Alabama Policy Institute
- Founders: Tom Parker, Gary Palmer
- Established: 1989; 37 years ago
- President: Stephanie Smith
- Budget: Revenue: $728,909 Expenses: $802,620 (FYE June 2024)
- Address: 1200 Corporate Drive, Suite 170 Birmingham, AL 35242
- Coordinates: 33°28′39″N 86°46′38″W﻿ / ﻿33.4774°N 86.7773°W
- Interactive map of Alabama Policy Institute
- Website: www.alabamapolicy.org

= Alabama Policy Institute =

Nonprofit think tank in Birmingham, Alabama

The Alabama Policy Institute (API) is a nonprofit think tank headquartered in Birmingham, Alabama. According to the organization's mission statement, API seeks "to improve the lives of Alabamians
through public policy that honors the principles of free markets, limited government, and strong families."

==History==
The Alabama Policy Institute was founded in 1989 as the Alabama Family Alliance. Alabama Supreme Court justice
Tom Parker was the founding executive director. Gary Palmer, a co-founder of the Alabama Family Alliance, eventually became its president. In 2000, the Alabama Family Alliance was renamed the Alabama Policy Institute.

After 25 years at the helm, Palmer stepped down from his role as the institute's president in order to successfully run Alabama's 6th congressional district in 2014. He was replaced by Caleb Crosby, who had served as API's vice president and CFO prior to becoming the group's president in September 2014. On January 25, 2023, Stephanie Smith succeeded Caleb Crosby as API's third President and CEO. Her professional experience includes serving as Director of Governmental Affairs for Regions Financial Corporation, President of the Opelika Chamber of Commerce, Assistant Director of Finance for the State of Alabama, Deputy Director of Finance for the State of Alabama, and as Principal of the Thatcher Coalition.

==Policy positions==
API researches policy issues and offers analysis and proposals through reports and publications to public servants, citizens, and the media. As a conservative think tank, API addresses a range of policy issues in the areas of economics, education, the environment, government, family and society.

API has argued for what they consider to be fairer taxes in Alabama. In 2003, API was a staunch opponent of Republican governor Bob Riley's $1.2 billion tax increase proposal. It commissioned a study by the Beacon Hill Institute about Riley's tax increase legislation. API has been a critic of proposals for an Alabama state lottery, labeling such proposals a regressive tax on the poor.

API has championed charter schools in Alabama. It strongly supports the Alabama Accountability Act, which expanded school choice and school vouchers in the state. API was a proponent of both the Marriage Act, passed in 1998, and Alabama Amendment 774, which was approved by 81% of Alabama voters in 2006.

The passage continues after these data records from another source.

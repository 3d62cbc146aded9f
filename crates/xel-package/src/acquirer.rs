//! Package acquisition
//!
//! Fetches a package that is not installed locally. Sources are tried in
//! this order:
//!
//! 1. a lockfile pin: the pinned URL is downloaded again and verified
//!    against the pinned hash; the requested constraint is not consulted
//! 2. `git+<url>`: the highest acceptable release tag
//! 3. the registry: the highest version satisfying the constraint, whose
//!    tarball is verified, extracted and pinned in the lockfile
//!
//! Nothing unverified is ever left in the module path: the install
//! directory is removed whenever extraction or manifest validation fails.

use crate::compat::RuntimeVersions;
use crate::constraint::{parse_version, Constraint};
use crate::git::{acquire_git, GitBackend, GitCli, GIT_PREFIX};
use crate::integrity::{verify_file, HashAlgorithm};
use crate::layout::{install_dir, remove_dir_quietly};
use crate::lockfile::{LockedSource, Lockfile};
use crate::registry::{registry_from_config, RegistryApi, VersionInfo};
use crate::resolver::ResolvedPackage;
use crate::tarball::extract_tar_gz;
use crate::{read_manifest, PackageError, Result};
use semver::Version;
use std::fs::{self, File};
use std::io::Write;
use std::path::{Path, PathBuf};
use std::sync::Arc;
use xel_config::{GlobalConfig, ProjectManifest, MANIFEST_FILE};

/// Where an acquired package came from
#[derive(Debug, Clone, Copy, PartialEq, Eq)]
pub enum AcquisitionSource {
    Locked,
    Git,
    Registry,
}

/// A freshly installed package
#[derive(Debug, Clone)]
pub struct Acquired {
    pub name: String,
    pub version: Version,
    pub manifest_path: PathBuf,
    pub manifest: Arc<ProjectManifest>,
    pub source: AcquisitionSource,
}

impl Acquired {
    pub fn into_resolved(self) -> ResolvedPackage {
        ResolvedPackage {
            name: self.name,
            version: self.version,
            manifest_path: self.manifest_path,
            manifest: self.manifest,
        }
    }
}
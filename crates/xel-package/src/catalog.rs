//! Locally installed package versions
//!
//! Packages live at `<module path>/<package dir>/<version>/xel.json`. The
//! catalog scans every configured module path for a name and keeps the result
//! until it is invalidated.

use crate::constraint::parse_version;
use crate::read_manifest;
use semver::Version;
use std::collections::HashMap;
use std::fs;
use std::path::{Path, PathBuf};
use std::sync::{Arc, Mutex, MutexGuard};
use xel_config::{ProjectManifest, MANIFEST_FILE};

/// One installed version of a package
#[derive(Debug, Clone)]
pub struct CatalogEntry {
    pub version: Version,
    pub manifest_path: PathBuf,
    pub manifest: Arc<ProjectManifest>,
}

/// Per-name cache of installed versions
#[derive(Debug)]
pub struct VersionCatalog {
    module_paths: Vec<PathBuf>,
    cache: Mutex<HashMap<String, Arc<Vec<CatalogEntry>>>>,
}

impl VersionCatalog {
    pub fn new(module_paths: Vec<PathBuf>) -> Self {
        Self {
            module_paths,
            cache: Mutex::new(HashMap::new()),
        }
    }

    pub fn module_paths(&self) -> &[PathBuf] {
        &self.module_paths
    }

    /// Installed versions of `name`, ascending
    pub fn versions(&self, name: &str) -> Arc<Vec<CatalogEntry>> {
        if let Some(entries) = self.lock().get(name) {
            tracing::debug!(name, "version cache hit");
            return Arc::clone(entries);
        }

        let entries = Arc::new(self.scan(name));
        tracing::debug!(name, found = entries.len(), "scanned module paths");
        // Keep whichever scan landed first so concurrent callers agree.
        Arc::clone(
            self.lock()
                .entry(name.to_string())
                .or_insert(entries),
        )
    }

    /// Forget the cached versions of `name`
    pub fn invalidate(&self, name: &str) {
        self.lock().remove(name);
    }

    /// Forget every cached name
    pub fn clear(&self) {
        self.lock().clear();
    }

    fn scan(&self, name: &str) -> Vec<CatalogEntry> {
        if self.module_paths.is_empty() {
            tracing::warn!("no module paths configured");
        }

        let mut entries: Vec<CatalogEntry> = Vec::new();
        for root in &self.module_paths {
            for package_dir in subdirectories(root) {
                for version_dir in subdirectories(&package_dir) {
                    if let Some(entry) = read_entry(name, &version_dir) {
                        // The first module path wins on duplicates.
                        if !entries.iter().any(|e| e.version == entry.version) {
                            entries.push(entry);
                        }
                    }
                }
            }
        }
        entries.sort_by(|a, b| a.version.cmp(&b.version));
        entries
    }

    fn lock(&self) -> MutexGuard<'_, HashMap<String, Arc<Vec<CatalogEntry>>>> {
        self.cache.lock().unwrap_or_else(|e| e.into_inner())
    }
}

fn subdirectories(dir: &Path) -> Vec<PathBuf> {
    let Ok(read) = fs::read_dir(dir) else {
        return Vec::new();
    };
    read.filter_map(|entry| entry.ok())
        .filter(|entry| entry.file_type().map(|t| t.is_dir()).unwrap_or(false))
        .map(|entry| entry.path())
        .collect()
}

/// Read a version directory, rejecting anything whose manifest disagrees with
/// the requested name or with the directory's version
fn read_entry(name: &str, version_dir: &Path) -> Option<CatalogEntry> {
    let dir_name = version_dir.file_name()?.to_str()?;
    let version = parse_version(dir_name).ok()?;
    let manifest_path = version_dir.join(MANIFEST_FILE);
    let manifest = read_manifest(&manifest_path).ok()?;

    if manifest.name != name {
        return None;
    }
    if manifest.version != version.to_string() {
        tracing::debug!(
            dir = %version_dir.display(),
            declared = %manifest.version,
            "manifest version does not match its directory, skipping"
        );
        return None;
    }

    Some(CatalogEntry {
        version,
        manifest_path,
        manifest: Arc::new(manifest),
    })
}
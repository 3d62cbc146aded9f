//! Xel runtime: module resolution and evaluation
//!
//! The language itself is evaluated by a [`ScriptEngine`] supplied by the
//! embedder. This crate owns everything around it:
//!
//! - the runtime [`Value`] model and scoped [`Environment`]s
//! - the registry of native modules
//! - `import` resolution (native, relative, absolute, declared dependency)
//! - the module loader with its import cache and cycle detection
//! - script sessions, which build `proc` and run an entry file

pub mod engine;
pub mod environment;
pub mod import;
pub mod module_loader;
pub mod native;
pub mod session;
pub mod value;

pub use engine::{EngineError, ScriptEngine};
pub use environment::Environment;
pub use import::{ImportResolver, ImportSpecifier, ImportTarget, NATIVE_PREFIX};
pub use module_loader::ModuleLoader;
pub use native::{NativeLoader, NativeModuleRegistry};
pub use session::Session;
pub use value::{NativeFn, NativeFunction, Value, ValueArray, ValueMap};

use std::path::PathBuf;
use xel_config::ConfigError;

/// Runtime errors surfaced to scripts and embedders
#[derive(Debug, Clone, thiserror::Error)]
pub enum RuntimeError {
    #[error("{0}")]
    InvalidArgument(String),

    #[error("Package '{name}' is not listed in the project's dependencies")]
    NotADeclaredDependency { name: String },

    #[error("Circular import detected while importing '{}'", path.display())]
    CircularImport { path: PathBuf },

    #[error("Native module '{name}' not found")]
    NativeModuleNotFound { name: String },

    #[error("Failed to read module file '{}': {message}", path.display())]
    ModuleRead { path: PathBuf, message: String },

    #[error("Syntax error in '{}': {message}", path.display())]
    Syntax { path: PathBuf, message: String },

    #[error("Runtime error in '{}': {message}", path.display())]
    Evaluation { path: PathBuf, message: String },

    #[error("Failed to resolve package '{name}' (constraint: {constraint}): {message}")]
    Resolution {
        name: String,
        constraint: String,
        message: String,
    },

    #[error("Process information is unavailable: {0}")]
    MissingProc(String),

    #[error("{0}")]
    Incompatible(String),

    #[error("Undefined variable '{0}'")]
    UndefinedVariable(String),

    #[error("Cannot reassign constant '{0}'")]
    ConstantReassignment(String),

    #[error("Variable '{0}' is already declared in this scope")]
    AlreadyDeclared(String),

    #[error("Native module '{0}' is already registered")]
    DuplicateNativeModule(String),

    #[error("Invalid manifest: {0}")]
    Manifest(String),
}

impl From<ConfigError> for RuntimeError {
    fn from(err: ConfigError) -> Self {
        RuntimeError::Manifest(err.to_string())
    }
}

pub type Result<T> = std::result::Result<T, RuntimeError>;
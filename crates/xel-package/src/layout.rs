//! Install directory layout
//!
//! `<module path>/mod-<sha256 hex of source id>/<version>/`, where the source
//! id is the registry name or the git URL.

use sha2::{Digest, Sha256};
use std::path::{Path, PathBuf};

/// Directory holding every installed version of a source
pub fn package_dir(module_path: &Path, source_id: &str) -> PathBuf {
    let digest = Sha256::digest(source_id.as_bytes());
    let hex: String = digest.iter().map(|b| format!("{:02x}", b)).collect();
    module_path.join(format!("mod-{}", hex))
}

/// Directory holding one installed version
pub fn install_dir(module_path: &Path, source_id: &str, version: &str) -> PathBuf {
    package_dir(module_path, source_id).join(version)
}

/// Remove a directory tree, ignoring one that is already gone
pub(crate) fn remove_dir_quietly(dir: &Path) {
    if let Err(e) = std::fs::remove_dir_all(dir) {
        if e.kind() != std::io::ErrorKind::NotFound {
            tracing::warn!(dir = %dir.display(), error = %e, "failed to remove directory");
        }
    }
}
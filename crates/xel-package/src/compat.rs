//! Runtime and engine compatibility checks
//!
//! A manifest may require a runtime (`xel`) and an engine (`engine`) version.
//! An unknown running version means development mode, where the check is
//! skipped with a warning.

use crate::constraint::{parse_version, Constraint};
use crate::{PackageError, Result};
use xel_config::ProjectManifest;

/// Versions of the running runtime and engine
#[derive(Debug, Clone, Default, PartialEq, Eq)]
pub struct RuntimeVersions {
    pub runtime: Option<String>,
    pub engine: Option<String>,
}

impl RuntimeVersions {
    /// Empty strings mean "unknown"
    pub fn new(runtime: impl Into<String>, engine: impl Into<String>) -> Self {
        let known = |s: String| if s.trim().is_empty() { None } else { Some(s) };
        Self {
            runtime: known(runtime.into()),
            engine: known(engine.into()),
        }
    }

    /// Both versions unknown
    pub fn development() -> Self {
        Self::default()
    }

    pub fn is_development(&self) -> bool {
        self.runtime.is_none() && self.engine.is_none()
    }

    /// Check the manifest's `xel` and `engine` requirements
    pub fn check(&self, manifest: &ProjectManifest) -> Result<()> {
        check_component("Xel", self.runtime.as_deref(), manifest.xel.as_deref())?;
        check_component("Engine", self.engine.as_deref(), manifest.engine.as_deref())
    }
}

fn check_component(component: &str, running: Option<&str>, required: Option<&str>) -> Result<()> {
    let Some(required) = required.filter(|r| !r.trim().is_empty()) else {
        return Ok(());
    };
    let Some(running) = running else {
        tracing::warn!(component, "development mode, skipping version check");
        return Ok(());
    };

    let constraint = Constraint::parse(required)?;
    let version = parse_version(running)?;
    if constraint.matches(&version) {
        Ok(())
    } else {
        Err(PackageError::RuntimeIncompatible {
            component: component.to_string(),
            version: running.to_string(),
            required: required.to_string(),
        })
    }
}
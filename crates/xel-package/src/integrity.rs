//! Tarball integrity verification

use crate::{PackageError, Result};
use sha2::Digest;
use std::fmt;
use std::fs::File;
use std::io::Read;
use std::path::Path;
use std::str::FromStr;

const BUFFER_SIZE: usize = 64 * 1024;

/// Hash algorithms accepted in registry integrity blocks
#[derive(Debug, Clone, Copy, PartialEq, Eq)]
pub enum HashAlgorithm {
    Sha256,
    Sha512,
    Md5,
}

impl HashAlgorithm {
    pub fn name(self) -> &'static str {
        match self {
            HashAlgorithm::Sha256 => "sha256",
            HashAlgorithm::Sha512 => "sha512",
            HashAlgorithm::Md5 => "md5",
        }
    }

    /// Hash everything the reader yields, as lower-case hex
    pub fn digest_reader<R: Read>(self, reader: R) -> std::io::Result<String> {
        match self {
            HashAlgorithm::Sha256 => stream::<sha2::Sha256, R>(reader),
            HashAlgorithm::Sha512 => stream::<sha2::Sha512, R>(reader),
            HashAlgorithm::Md5 => stream::<md5::Md5, R>(reader),
        }
    }

    pub fn digest_bytes(self, bytes: &[u8]) -> String {
        match self {
            HashAlgorithm::Sha256 => to_hex(&sha2::Sha256::digest(bytes)),
            HashAlgorithm::Sha512 => to_hex(&sha2::Sha512::digest(bytes)),
            HashAlgorithm::Md5 => to_hex(&md5::Md5::digest(bytes)),
        }
    }
}

impl FromStr for HashAlgorithm {
    type Err = PackageError;

    fn from_str(s: &str) -> Result<Self> {
        match s {
            "sha256" => Ok(HashAlgorithm::Sha256),
            "sha512" => Ok(HashAlgorithm::Sha512),
            "md5" => Ok(HashAlgorithm::Md5),
            other => Err(PackageError::UnsupportedAlgorithm(other.to_string())),
        }
    }
}

impl fmt::Display for HashAlgorithm {
    fn fmt(&self, f: &mut fmt::Formatter<'_>) -> fmt::Result {
        f.write_str(self.name())
    }
}

fn stream<D: Digest, R: Read>(mut reader: R) -> std::io::Result<String> {
    let mut hasher = D::new();
    let mut buffer = vec![0u8; BUFFER_SIZE];
    loop {
        let read = reader.read(&mut buffer)?;
        if read == 0 {
            break;
        }
        hasher.update(&buffer[..read]);
    }
    Ok(to_hex(&hasher.finalize()))
}

fn to_hex(bytes: &[u8]) -> String {
    bytes.iter().map(|b| format!("{:02x}", b)).collect()
}

/// Hash a file with the given algorithm
pub fn hash_file(path: &Path, algorithm: HashAlgorithm) -> Result<String> {
    let file = File::open(path)?;
    Ok(algorithm.digest_reader(file)?)
}

/// Verify a file against an expected hex digest.
///
/// The comparison is exact, so an upper-case expected digest never matches.
pub fn verify_file(path: &Path, algorithm: &str, expected: &str) -> Result<()> {
    let algorithm: HashAlgorithm = algorithm.parse()?;
    let actual = hash_file(path, algorithm)?;
    if actual != expected {
        return Err(PackageError::IntegrityMismatch {
            algorithm: algorithm.to_string(),
            expected: expected.to_string(),
            actual,
        });
    }
    Ok(())
}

In 2014, API released a report titled Alabama's Environment 2014: Six Critical Indicators. It covered energy, air quality, water quality, forests and land, toxic release inventory and climate change. It provided a positive outlook on the state of the environment, arguing that the nation's air quality and the environment in general are improving.

In February 2015, the Alabama Policy Institute and the Alabama Citizens Action Program filed a lawsuit asking the Alabama Supreme Court to halt same-sex marriages in the state until the United States Supreme Court addresses the issue.

API is a member of the advisory board of Project 2025, a collection of conservative and right-wing policy proposals from the Heritage Foundation to reshape the United States federal government and consolidate executive power should the Republican nominee win the 2024 presidential election.